Reply to  suffolkboy
May 31, 2025 12:45 pm

Examination of the pictures showing the valley reveals that what was once probably a U-shaped valley, is now V-shaped. There are numerous incidences of tongues of landslides, hummocky and tree-covered, encroaching on the valley floor. That is, landslides have been occurring there for far longer than any of the residents can remember.

sherro01
May 31, 2025 4:39 am

In a nasty but inarguably certain way, the lady was involved with two sets of hydrocarbons, being those produced by the oil companies and those produced by her own body, with a recent need for surgery to remove some of the latter because it was deemed medically harmful.
Good luck to a judge and jury trying to decide which group of hydrocarbons was the prime cause of death in terms of proximity, diagnosed harm, corrective measures and plain logic.
Geoff S

lanceflake
May 31, 2025 6:11 am

Shame on her daughter for trying to get rich off her mother’s death

Rud Istvan
May 31, 2025 10:17 am

‘Juliana Leon’s death is a tragedy’. I disagree after reading the article.
She was 65. She was obese or would not have qualified for ‘recent bariatric surgery’. Old obese people die from lots of things, not just heat waves.

May 31, 2025 12:19 pm

… and therefore would have been less lethal.

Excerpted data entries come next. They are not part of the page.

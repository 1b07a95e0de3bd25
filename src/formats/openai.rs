//! OpenAI function-calling format.
//!
//! ```json
//! {
//!   "type": "function",
//!   "function": {
//!     "name": "get_weather",
//!     "description": "...",
//!     "parameters": {"type": "object", "properties": {...}, "required": [...]}
//!   }
//! }
//! ```

use super::{checks, flatten_schema, Formatter};
use crate::types::{ToolMetadata, ValidationReport};
use serde_json::{json, Map, Value};

/// Builds and validates OpenAI tool definitions.
#[derive(Debug, Clone, Copy, Default)]
pub struct OpenAiFormatter;

impl Formatter for OpenAiFormatter {
    fn wrap(metadata: ToolMetadata) -> Value {
        json!({
            "type": "function",
            "function": {
                "name": metadata.name,
                "description": metadata.description,
                "parameters": metadata.parameters,
            }
        })
    }

    fn validate(tool: &Value) -> ValidationReport {
        let mut report = ValidationReport::new();

        let Some(tool) = tool.as_object() else {
            report.push("Tool must be an object");
            return report;
        };

        if tool.get("type").and_then(Value::as_str) != Some("function") {
            report.push("Tool 'type' must be 'function'");
        }

        let Some(function) = checks::require_object(&mut report, tool, "function", "Tool") else {
            return report;
        };

        checks::require_string(&mut report, function, "name", "Function");
        checks::optional_string(&mut report, function, "description", "Function");

        let params = checks::require_object(&mut report, function, "parameters", "Function");
        if let Some(params) = params {
            checks::check_parameter_schema(&mut report, params, "Function parameters");
        }

        report
    }

    fn extract_schema(tool: &Value) -> Map<String, Value> {
        let function = &tool["function"];
        flatten_schema(
            &function["name"],
            &function["description"],
            &function["parameters"],
        )
    }

    fn tool_name(tool: &Value) -> Option<&str> {
        tool.get("function")?.get("name")?.as_str()
    }
}

#[cfg(test)]
mod tests {
    use super::*;

    fn weather() -> Value {
        let props = json!({"city": {"type": "string", "description": "City name"}});
        OpenAiFormatter::build(
            "get_weather",
            "Get weather",
            props.as_object().cloned().unwrap(),
            vec!["city".into()],
        )
    }

    #[test]
    fn test_build_envelope() {
        assert_eq!(
            weather(),
            json!({
                "type": "function",
                "function": {
                    "name": "get_weather",
                    "description": "Get weather",
                    "parameters": {
                        "type": "object",
                        "properties": {"city": {"type": "string", "description": "City name"}},
                        "required": ["city"]
                    }
                }
            })
        );
    }

    #[test]
    fn test_build_allows_empty_strings() {
        let tool = OpenAiFormatter::build("", "", Map::new(), Vec::new());
        assert_eq!(tool["function"]["name"], "");
        assert!(OpenAiFormatter::validate(&tool).is_valid());
    }

    #[test]
    fn test_validate_ok() {
        assert_eq!(OpenAiFormatter::validate(&weather()).into_parts(), (true, vec![]));
    }

    #[test]
    fn test_validate_non_object() {
        let report = OpenAiFormatter::validate(&json!(["not", "a", "tool"]));
        assert_eq!(report.errors(), ["Tool must be an object"]);
    }

    #[test]
    fn test_validate_missing_function_and_bad_type() {
        let report = OpenAiFormatter::validate(&json!({"type": "tool"}));
        assert_eq!(
            report.errors(),
            ["Tool 'type' must be 'function'", "Tool must have a 'function' field"]
        );
    }

    #[test]
    fn test_validate_function_not_object() {
        let report = OpenAiFormatter::validate(&json!({"type": "function", "function": "x"}));
        assert_eq!(report.errors(), ["Tool 'function' must be an object"]);
    }

    #[test]
    fn test_validate_accumulates_function_errors() {
        let tool = json!({
            "type": "function",
            "function": {"name": 7, "description": false, "parameters": {"type": "string"}}
        });
        let report = OpenAiFormatter::validate(&tool);
        assert_eq!(
            report.errors(),
            [
                "Function 'name' must be a string",
                "Function 'description' must be a string",
                "Function parameters 'type' must be 'object'",
            ]
        );
    }

    #[test]
    fn test_validate_missing_parameters() {
        let tool = json!({"type": "function", "function": {"name": "f"}});
        let report = OpenAiFormatter::validate(&tool);
        assert_eq!(report.errors(), ["Function must have a 'parameters' field"]);
    }

    #[test]
    fn test_validate_required_cross_check() {
        let tool = json!({
            "type": "function",
            "function": {
                "name": "f",
                "parameters": {"type": "object", "properties": {}, "required": ["missing"]}
            }
        });
        let (valid, errors) = OpenAiFormatter::validate(&tool).into_parts();
        assert!(!valid);
        assert_eq!(errors.len(), 1);
        assert!(errors[0].contains("'missing'"));
    }

    #[test]
    fn test_extract_schema() {
        let schema = OpenAiFormatter::extract_schema(&weather());
        assert_eq!(
            Value::Object(schema),
            json!({
                "name": "get_weather",
                "description": "Get weather",
                "type": "object",
                "properties": {"city": {"type": "string", "description": "City name"}},
                "required": ["city"]
            })
        );
    }

    #[test]
    fn test_tool_name() {
        assert_eq!(OpenAiFormatter::tool_name(&weather()), Some("get_weather"));
        assert_eq!(OpenAiFormatter::tool_name(&json!({"name": "x"})), None);
    }
}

Is than anything like being less pregnant?

Bob
May 31, 2025 9:46 pm

I have no sympathy for Misti Leon. Did the oil companies burn the fossil fuel or did all of us burn fossil fuels including Misti’s family and if we didn’t far more would have died do to heat but mostly due to cold. Without fossil fuels Misti would freeze to death in the dark.

ResourceGuy
June 1, 2025 4:48 pm

Lawfare may be the true perpetual motion machine or a higher form of parasitic evolution.

ResourceGuy
June 1, 2025 4:51 pm

Arizona residents are watching this one closely for the reparations potential from the local shopping center asphalt parking lot (that Amazon has now obviated).